Menurut Fajar perburukan 14 tahun terakhir ini dengan skor indeks yang turun dari 6,3 menjadi 6,48 mencerminkan tingkat demokrasi yang cacat. Parlemen juga sudah dikuasai oleh 82% anggota parlemen yang pro pada kekuasaan sehingga fungsi check and balances anggaran menjadi lumpuh.

“Sampai dengan September 2021 tercatat lebih dari 120 orang diperkarakan. Hal itu terjadi persis setelah lahirnya polisi siber atau polisi virtual. Contoh yang terjadi ketika seorang mahasiswa Yogyakarta harus meminta maaf karena mengkritik Walikota Solo Gibran di internet,” imbuhnya.

Direktur Center for Media and Democracy, LP3ES, Wijayanto menyampaikan secara umum, kondisi demokrasi di Indonesia masih sama bahkan semakin parah dibandingkan masa sebelumnya.

“Terjadi kemunduran demokrasi dan putar balik ke arah otoriterisme,” lanjutnya.

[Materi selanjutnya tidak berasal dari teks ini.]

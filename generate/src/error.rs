//! Error types for schema generation.
//!
//! Only [`GenerateError`] is fatal, and only for the one document it was
//! raised for. Annotation problems surface as [`AnnotationError`] values that
//! are logged or collected next to a still-usable result.

use std::fmt;
use std::path::PathBuf;

use thiserror::Error;

/// The source document could not be read at all.
#[derive(Debug, Error)]
pub enum GenerateError {
    /// Document bytes are not UTF-8 text.
    #[error("document is not valid UTF-8: {0}")]
    InvalidUtf8(#[from] std::str::Utf8Error),

    /// YAML syntax or structure failure.
    #[error("YAML error: {0}")]
    Yaml(#[from] serde_yaml::Error),
}

/// A single annotation that could not be applied to a schema node.
#[derive(Debug, Clone, PartialEq, Eq, Error)]
pub enum AnnotationError {
    /// `@keyword.` with nothing after the dot.
    #[error("section '{0}' names an empty locale")]
    EmptyLocale(String),

    /// Locale suffix that is not a plain language tag such as `zh` or
    /// `en-US`. Locale names become file names, so anything else is refused.
    #[error("section '{0}' names an invalid locale")]
    InvalidLocale(String),

    /// `@hidden operator=...` with an operator other than or/and/nor/not.
    #[error("unknown hidden operator '{0}'")]
    UnknownHiddenOperator(String),

    /// Options-only section under a fixed schema keyword, which would shadow
    /// the typed field in the extra-properties channel.
    #[error("'{0}' is a schema keyword and cannot take an options object")]
    ReservedKeyword(String),

    /// A built annotation value could not be encoded as JSON.
    #[error("cannot encode '{keyword}': {message}")]
    Encode { keyword: String, message: String },
}

/// An [`AnnotationError`] together with the node it happened at.
#[derive(Debug, Clone, PartialEq, Eq, Error)]
#[error("{path}: {error}")]
pub struct NodeFailure {
    /// Dotted node path, `$` for the root, `[i]` for item positions.
    pub path: String,
    pub error: AnnotationError,
}

/// Every locale application failure of one [`complete_i18n`](crate::complete_i18n) run.
#[derive(Debug, Clone, PartialEq, Eq, Error)]
pub struct I18nError {
    pub failures: Vec<NodeFailure>,
}

impl fmt::Display for I18nError {
    fn fmt(&self, f: &mut fmt::Formatter<'_>) -> fmt::Result {
        write!(f, "{} annotation(s) could not be applied", self.failures.len())?;
        for (index, failure) in self.failures.iter().enumerate() {
            let separator = if index == 0 { ": " } else { "; " };
            write!(f, "{separator}{failure}")?;
        }
        Ok(())
    }
}

/// Failure of one chart in the batch driver.
#[derive(Debug, Error)]
pub enum ChartError {
    /// Filesystem I/O failure.
    #[error("IO error: {0}")]
    Io(#[from] std::io::Error),

    /// JSON serialization failure.
    #[error("JSON error: {0}")]
    Json(#[from] serde_json::Error),

    /// Config file parsing failure.
    #[error("YAML error: {0}")]
    Yaml(#[from] serde_yaml::Error),

    /// The values document could not be parsed.
    #[error("{path}: {source}")]
    Generate {
        path: PathBuf,
        #[source]
        source: GenerateError,
    },

    /// Invalid or missing input (bad glob, no chart found).
    #[error("{0}")]
    InvalidInput(String),
}

/// Convenience alias for results with [`ChartError`].
pub type Result<T> = std::result::Result<T, ChartError>;
//! Generic property setter used by `@schema` options and by fallback
//! sections.
//!
//! Keys are folded over a small set of synonyms. Keys without a field land
//! in `extensions` when they start with `x-` and in `extra_props` otherwise.
//! Values are parsed leniently: a malformed number leaves the field unset, a
//! malformed JSON literal is logged and ignored, and nothing here ever fails
//! the caller.

use serde_json::{Map, Value};
use tracing::warn;
use values_schema_core::{DecodeError, Schema, SchemaItems};

use crate::coerce::{coerce_extra, coerce_scalar};

/// Assigns `value` to the schema keyword named by `key`.
///
/// ```
/// use values_schema_core::Schema;
/// use values_schema_generate::set_property;
///
/// let mut schema = Schema::with_type("string");
/// set_property(&mut schema, "minLen", "3");
/// set_property(&mut schema, "enum", "a,b,c");
/// set_property(&mut schema, "type", "null");
///
/// assert_eq!(schema.min_length, Some(3));
/// assert_eq!(schema.enum_values.len(), 3);
/// assert_eq!(schema.types.as_slice(), ["string", "null"]);
/// ```
pub fn set_property(schema: &mut Schema, key: &str, value: &str) {
    match key {
        "min" | "minmum" | "minimum" => schema.minimum = parse_f64(value),
        "max" | "maxmum" | "maximum" => schema.maximum = parse_f64(value),
        "exclusiveMinimum" => schema.exclusive_minimum = parse_flag(value),
        "exclusiveMaximum" => schema.exclusive_maximum = parse_flag(value),
        "multipleOf" => schema.multiple_of = parse_f64(value),
        "minLength" | "minLen" | "minlen" => schema.min_length = parse_i64(value),
        "maxLength" | "maxLen" | "maxlen" => schema.max_length = parse_i64(value),
        "minItems" => schema.min_items = parse_i64(value),
        "maxItems" => schema.max_items = parse_i64(value),
        "minProperties" => schema.min_properties = parse_i64(value),
        "maxProperties" => schema.max_properties = parse_i64(value),
        "uniqueItems" => schema.unique_items = parse_flag(value),
        "nullable" => schema.nullable = parse_flag(value),
        "readOnly" => schema.read_only = parse_flag(value),
        "title" => schema.title = value.to_string(),
        "description" => schema.description = value.to_string(),
        "format" => schema.format = value.to_string(),
        "pattern" => schema.pattern = value.to_string(),
        "id" => schema.id = value.to_string(),
        "$ref" | "ref" => schema.reference = value.to_string(),
        "$schema" => schema.meta_schema = value.to_string(),
        "discriminator" => schema.discriminator = value.to_string(),
        "type" => {
            if !value.is_empty() {
                schema.types.insert(value);
            }
        }
        "required" => {
            schema.required = value
                .split(',')
                .map(str::trim)
                .filter(|name| !name.is_empty())
                .map(str::to_string)
                .collect();
        }
        "enum" => schema.enum_values = value.split(',').map(coerce_scalar).collect(),
        "default" => schema.default = non_null(coerce_scalar(value)),
        "example" => {
            schema.example = (!value.is_empty()).then(|| Value::String(value.to_string()));
        }
        "items" => match SchemaItems::from_json_str(value) {
            Ok(items) => schema.items = Some(items),
            Err(err) => warn!(value, %err, "ignoring undecodable items literal"),
        },
        "allOf" | "oneOf" | "anyOf" | "not" | "properties" | "additionalProperties"
        | "patternProperties" | "dependencies" | "additionalItems" | "definitions" => {
            set_structural(schema, key, value);
        }
        _ => schema.insert_extra(key, coerce_extra(value)),
    }
}

/// Decodes a JSON literal for a structural keyword and moves the decoded
/// field into `schema`.
fn set_structural(schema: &mut Schema, key: &str, value: &str) {
    let decoded = match decode_keyword(key, value) {
        Ok(decoded) => decoded,
        Err(err) => {
            warn!(key, value, %err, "ignoring undecodable schema literal");
            return;
        }
    };
    match key {
        "allOf" => schema.all_of = decoded.all_of,
        "oneOf" => schema.one_of = decoded.one_of,
        "anyOf" => schema.any_of = decoded.any_of,
        "not" => schema.not = decoded.not,
        "properties" => schema.properties = decoded.properties,
        "additionalProperties" => schema.additional_properties = decoded.additional_properties,
        "patternProperties" => schema.pattern_properties = decoded.pattern_properties,
        "dependencies" => schema.dependencies = decoded.dependencies,
        "additionalItems" => schema.additional_items = decoded.additional_items,
        "definitions" => schema.definitions = decoded.definitions,
        _ => {}
    }
}

fn decode_keyword(key: &str, value: &str) -> Result<Schema, DecodeError> {
    let literal: Value =
        serde_json::from_str(value).map_err(|err| DecodeError::Syntax(err.to_string()))?;
    let mut object = Map::new();
    object.insert(key.to_string(), literal);
    Schema::from_json(Value::Object(object))
}

fn non_null(value: Value) -> Option<Value> {
    (!value.is_null()).then_some(value)
}

fn parse_f64(value: &str) -> Option<f64> {
    value.trim().parse().ok().filter(|number: &f64| number.is_finite())
}

fn parse_i64(value: &str) -> Option<i64> {
    let value = value.trim();
    value
        .parse()
        .ok()
        .or_else(|| parse_f64(value).filter(|n| n.fract() == 0.0).map(|n| n as i64))
}

/// A bare flag (`nullable` with no value) reads as `true`.
fn parse_flag(value: &str) -> bool {
    matches!(
        value.trim(),
        "" | "true" | "True" | "TRUE" | "t" | "T" | "1"
    )
}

Menurut Wijayanto terdapat empat indikator yang menjadi ciri kematian demokrasi sebagai diteorikan oleh dua orang professor Harvard (Daniel Ziblatt  dan Steven Levistky, 2018) antara lain:

Pertama, diabaikannya aturan main demokratis. Wacana presiden 3 periode masih hidup dan dipertahankan hingga hari ini. Ia merefleksikan hasrat untuk mengingkari aturan main demokratis. Lalu alotnya penentuan tanggal pemilu karena diintervensi untuk tarik ulur kepentingan status quoa dan bukan berdasarkan pertimbangan feasibilitas pemilu.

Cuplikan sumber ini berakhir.